The world’s largest retailer said yesterday (23 October) that it had “considerably” cut its capital expenditure plans for the next fiscal year, reflecting a drop in expected sales growth.

So far this month, like-for-like sales have increased by just 1% – below the company’s forecast growth of 2-4%.

The company said that next year it will open 600 new stores, half in the US and half overseas, adding around 60m square feet of new selling space, two-thirds of which will be in the US.

“We are still very committed to growth, but our real estate projects are now being subjected to a more rigorous prioritisation process,” said Wal-Mart vice chairman John Menzer.  “This store selection process will enable the company to drive higher returns by focusing on locations that make the most efficient use of capital.”

Wal-Mart said it intended to increase its capital spending by 2-4% in fiscal 2008. This compares to the 15-20% increase it has forecast for the current financial year.

Tom Schoewe, Wal-Mart CFO, said the group’s capital expenditure growth had outstripped its square footage and sales growth for the past three years, partly because of escalating construction costs.

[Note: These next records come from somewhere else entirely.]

impl Shared {
    fn lock(&self) -> MutexGuard<'_, Inner> {
        self.inner.lock().unwrap_or_else(PoisonError::into_inner)
    }

    fn emit(&self, event: WidgetEvent) {
        // No subscribers is fine.
        let _ = self.events.send(event);
    }

    fn alert(&self, message: impl Into<String>) {
        self.emit(WidgetEvent::Alert(message.into()));
    }

    fn set_state(&self, inner: &mut Inner, state: ConnectionState) {
        if inner.state != state {
            inner.state = state;
            self.emit(WidgetEvent::StateChanged(state));
        }
    }

    fn set_pending(&self, inner: &mut Inner, pending: bool) {
        if inner.transcript.is_pending() == pending {
            return;
        }
        if pending {
            inner.transcript.mark_pending();
        } else {
            inner.transcript.clear_pending();
        }
        self.emit(WidgetEvent::PendingChanged { pending });
    }

    fn transcript_changed(&self, inner: &Inner) {
        self.emit(WidgetEvent::TranscriptUpdated {
            len: inner.transcript.len(),
        });
    }

    /// Record a complete agent message, closing any streamed reply.
    fn record_agent_reply(&self, inner: &mut Inner, text: &str) {
        let was_pending = inner.transcript.is_pending();
        inner.transcript.complete_agent_message(text);
        if was_pending {
            self.emit(WidgetEvent::PendingChanged { pending: false });
        }
        self.transcript_changed(inner);
    }

    fn set_speaking(&self, inner: &mut Inner, speaking: bool) {
        if inner.speaking == speaking {
            return;
        }
        inner.speaking = speaking;
        if speaking {
            inner.analyzer.attach();
        } else {
            inner.analyzer.detach();
        }
        self.emit(WidgetEvent::SpeakingChanged { speaking });
    }

    fn set_muted(&self, inner: &mut Inner, muted: bool) {
        if inner.muted != muted {
            inner.muted = muted;
            self.emit(WidgetEvent::MuteChanged { muted });
        }
    }

    fn hint_sink(&self) -> HintSink {
        let events = self.events.clone();
        Arc::new(move |hint: RecognitionHint| {
            let _ = events.send(WidgetEvent::RecognitionHint {
                text: hint.text,
                is_final: hint.is_final,
            });
        })
    }

    fn create_microphone(&self) -> MicrophoneAdapter {
        MicrophoneAdapter::create(
            self.deps.recognizers.as_ref(),
            &self.config.recognition,
            self.hint_sink(),
        )
    }

    /// Both halves of "connected" are in: the handle and its status.
    fn enter_connected(&self, inner: &mut Inner) {
        let Some(session) = inner.session.as_ref() else {
            return;
        };
        let id = session.id;
        if let Some(connection) = &session.connection {
            connection.set_muted(false);
        }
        self.set_state(inner, ConnectionState::Connected);
        let microphone = inner
            .microphone
            .get_or_insert_with(|| self.create_microphone());
        microphone.start();
        info!(session = %id, "conversation connected");
    }

    /// Return to `disconnected`, releasing everything owned by the session.
    ///
    /// The transcript is kept.
    fn teardown(&self, inner: &mut Inner) -> Option<Session> {
        let session = inner.session.take();
        // Drop stops the recognizer and disables the track.
        inner.microphone = None;
        self.set_speaking(inner, false);
        self.set_muted(inner, false);
        self.set_pending(inner, false);
        if let Some(playback) = &self.deps.playback {
            playback.stop();
        }
        self.set_state(inner, ConnectionState::Disconnected);
        if let Some(s) = &session {
            info!(session = %s.id, credential = ?s.credential, "conversation ended");
        }
        session
    }
}

/// Close a connection from a synchronous context.
fn close_in_background(connection: Arc<dyn SessionConnection>) {
    match tokio::runtime::Handle::try_current() {
        Ok(handle) => {
            handle.spawn(async move {
                if let Err(e) = connection.close().await {
                    warn!("closing session connection failed: {e}");
                }
            });
        }
        Err(_) => debug!("no async runtime, dropping session connection without close"),
    }
}

/// Drives one conversation at a time with the remote agent.
#[derive(Clone)]
pub struct SessionController {
    shared: Arc<Shared>,
}

impl SessionController {
    pub fn new(config: WidgetConfig, deps: SessionDeps) -> Self {
        let (events, _) = broadcast::channel(EVENT_CHANNEL_CAPACITY);
        let analyzer = PlaybackAnalyzer::new(&config.analyzer).with_events(events.clone());
        Self {
            shared: Arc::new(Shared {
                config,
                deps,
                events,
                next_session: AtomicU64::new(1),
                inner: Mutex::new(Inner {
                    state: ConnectionState::Disconnected,
                    session: None,
                    transcript: Transcript::new(),
                    speaking: false,
                    muted: false,
                    microphone: None,
                    analyzer,
                }),
            }),
        }
    }

    /// Validate `config` and build the production collaborators.
    ///
    /// # Errors
    ///
    /// Returns an error if the config is invalid or a client cannot be built.
    pub fn from_config(config: WidgetConfig) -> Result<Self> {
        config.validate()?;
        let deps = SessionDeps::from_config(&config)?;
        Ok(Self::new(config, deps))
    }

    pub fn config(&self) -> &WidgetConfig {
        &self.shared.config
    }

    /// Start a conversation. Only valid from `disconnected`.
    pub async fn start(&self) -> StartOutcome {
        let shared = &self.shared;
        let id = {
            let mut inner = shared.lock();
            if inner.state != ConnectionState::Disconnected {
                debug!(state = %inner.state, "start ignored, conversation already active");
                return StartOutcome::AlreadyActive;
            }
            let id = SessionId(shared.next_session.fetch_add(1, Ordering::Relaxed));
            inner.session = Some(Session::new(id));
            inner.microphone = Some(shared.create_microphone());
            shared.set_state(&mut inner, ConnectionState::Connecting);
            info!(session = %id, agent = %shared.config.agent.agent_id, "starting conversation");
            id
        };

        let credential = match shared
            .deps
            .credentials
            .signed_url(&shared.config.agent.agent_id)
            .await
        {
            Ok(c) => c,
            Err(e) => {
                warn!(session = %id, "no session credential: {e}");
                let mut inner = shared.lock();
                if !inner.is_current(id) {
                    return StartOutcome::Superseded;
                }
                shared.teardown(&mut inner);
                shared.alert(shared.config.labels.credential_error.clone());
                return StartOutcome::CredentialFailed;
            }
        };

        {
            let mut inner = shared.lock();
            match inner.current_session_mut(id) {
                Some(session) => session.credential = Some(credential.clone()),
                None => return StartOutcome::Superseded,
            }
        }

        let binding = Arc::new(SessionBinding::new(id, Arc::downgrade(shared)));
        let connection = match shared.deps.connector.open(&credential, binding).await {
            Ok(c) => c,
            Err(e) => {
                warn!(session = %id, "session connection failed: {e}");
                let mut inner = shared.lock();
                if !inner.is_current(id) {
                    return StartOutcome::Superseded;
                }
                shared.teardown(&mut inner);
                shared.alert(shared.config.labels.connection_error.clone());
                return StartOutcome::ConnectionFailed;
            }
        };

        let mut inner = shared.lock();
        let Some(session) = inner.current_session_mut(id) else {
            debug!(session = %id, "conversation ended while connecting");
            close_in_background(connection);
            return StartOutcome::Superseded;
        };
        session.conversation_id = connection.conversation_id();
        if session.conversation_id.is_none() {
            debug!(session = %id, "connection reported no conversation id");
        }
        session.connection = Some(connection);
        if session.connected_reported {
            shared.enter_connected(&mut inner);
        }
        StartOutcome::Started
    }

    /// End the conversation. No-op when already disconnected.
    pub async fn end(&self) {
        let connection = {
            let mut inner = self.shared.lock();
            if inner.state == ConnectionState::Disconnected {
                return;
            }
            self.shared
                .teardown(&mut inner)
                .and_then(|s| s.connection)
        };
        if let Some(connection) = connection
            && let Err(e) = connection.close().await
        {
            warn!("closing session connection failed: {e}");
        }
    }

    /// Flip the mute state of the active conversation.
    ///
    /// Returns the new mute state, or `None` when not connected.
    pub fn toggle_mute(&self) -> Option<bool> {
        let muted = self.shared.lock().muted;
        self.set_muted(!muted)
    }

    /// Mute or unmute local capture without touching the session.
    ///
    /// Returns the resulting mute state, or `None` when not connected. A
    /// refused unmute leaves the conversation muted and raises an alert.
    pub fn set_muted(&self, muted: bool) -> Option<bool> {
        let shared = &self.shared;
        let mut inner = shared.lock();
        if inner.state != ConnectionState::Connected {
            debug!("mute ignored, not connected");
            return None;
        }
        let result = match inner.microphone.as_mut() {
            Some(microphone) => microphone.set_muted(muted),
            None => Ok(()),
        };
        match result {
            Ok(()) => {
                if let Some(connection) = inner.connection() {
                    connection.set_muted(muted);
                }
                shared.set_muted(&mut inner, muted);
                Some(muted)
            }
            Err(e) => {
                warn!("unmute refused: {e}");
                shared.alert(shared.config.labels.microphone_permission_denied.clone());
                Some(inner.muted)
            }
        }
    }

    /// Forward captured microphone samples to the agent.
    ///
    /// Returns `true` if the samples were handed to the connection.
    pub fn push_microphone_audio(&self, samples: &[f32]) -> bool {
        let connection = {
            let inner = self.shared.lock();
            let capturing = inner.state == ConnectionState::Connected
                && !inner.muted
                && inner
                    .microphone
                    .as_ref()
                    .is_some_and(MicrophoneAdapter::capture_enabled);
            if !capturing {
                return false;
            }
            inner.connection()
        };
        let Some(connection) = connection else {
            return false;
        };
        match connection.send_audio(samples) {
            Ok(()) => true,
            Err(e) => {
                debug!("dropping microphone audio: {e}");
                false
            }
        }
    }

    pub fn subscribe(&self) -> broadcast::Receiver<WidgetEvent> {
        self.shared.events.subscribe()
    }

    pub fn state(&self) -> ConnectionState {
        self.shared.lock().state
    }

    /// Ordered copy of the transcript.
    pub fn transcript(&self) -> Vec<Message> {
        self.shared.lock().transcript.snapshot()
    }

    pub fn is_speaking(&self) -> bool {
        self.shared.lock().speaking
    }

    pub fn is_muted(&self) -> bool {
        self.shared.lock().muted
    }

    /// Whether the typing indicator should show.
    pub fn is_pending(&self) -> bool {
        self.shared.lock().transcript.is_pending()
    }

    pub fn has_microphone(&self) -> bool {
        self.shared.lock().microphone.is_some()
    }

    pub fn is_analyzing(&self) -> bool {
        self.shared.lock().analyzer.is_attached()
    }

    pub fn audio_level(&self) -> f32 {
        self.shared.lock().analyzer.level()
    }

    pub fn session_id(&self) -> Option<SessionId> {
        self.shared.lock().session.as_ref().map(|s| s.id)
    }

    pub fn conversation_id(&self) -> Option<String> {
        self.shared
            .lock()
            .session
            .as_ref()
            .and_then(|s| s.conversation_id.clone())
    }

    /// Render the transcript with source labels.
    ///
    /// # Errors
    ///
    /// Returns an error if JSON rendering fails.
    pub fn render_transcript(&self, format: ExportFormat) -> Result<String> {
        let messages = self.transcript();
        export::render(&messages, format, &self.shared.config.labels)
    }

    /// Write the transcript to a timestamped file in `dir`.
    ///
    /// # Errors
    ///
    /// Returns an error if the transcript is empty or cannot be written.
    pub fn export_transcript(&self, format: ExportFormat, dir: &Path) -> Result<PathBuf> {
        let messages = self.transcript();
        export::write_to_dir(&messages, format, &self.shared.config.labels, dir)
    }
}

“Our long-term goal is to continue to have our capital expenditures grow at a rate equal to or less than our sales growth. Additionally, over time, we expect our new capital efficiency model to reduce the impact of cannibalisation,” he added.

Wal-Mart shares closed slightly higher yesterday at US$51.28, up from an opening value of $49.37, as the news eased analysts fears of an imbalance between investment levels and returns.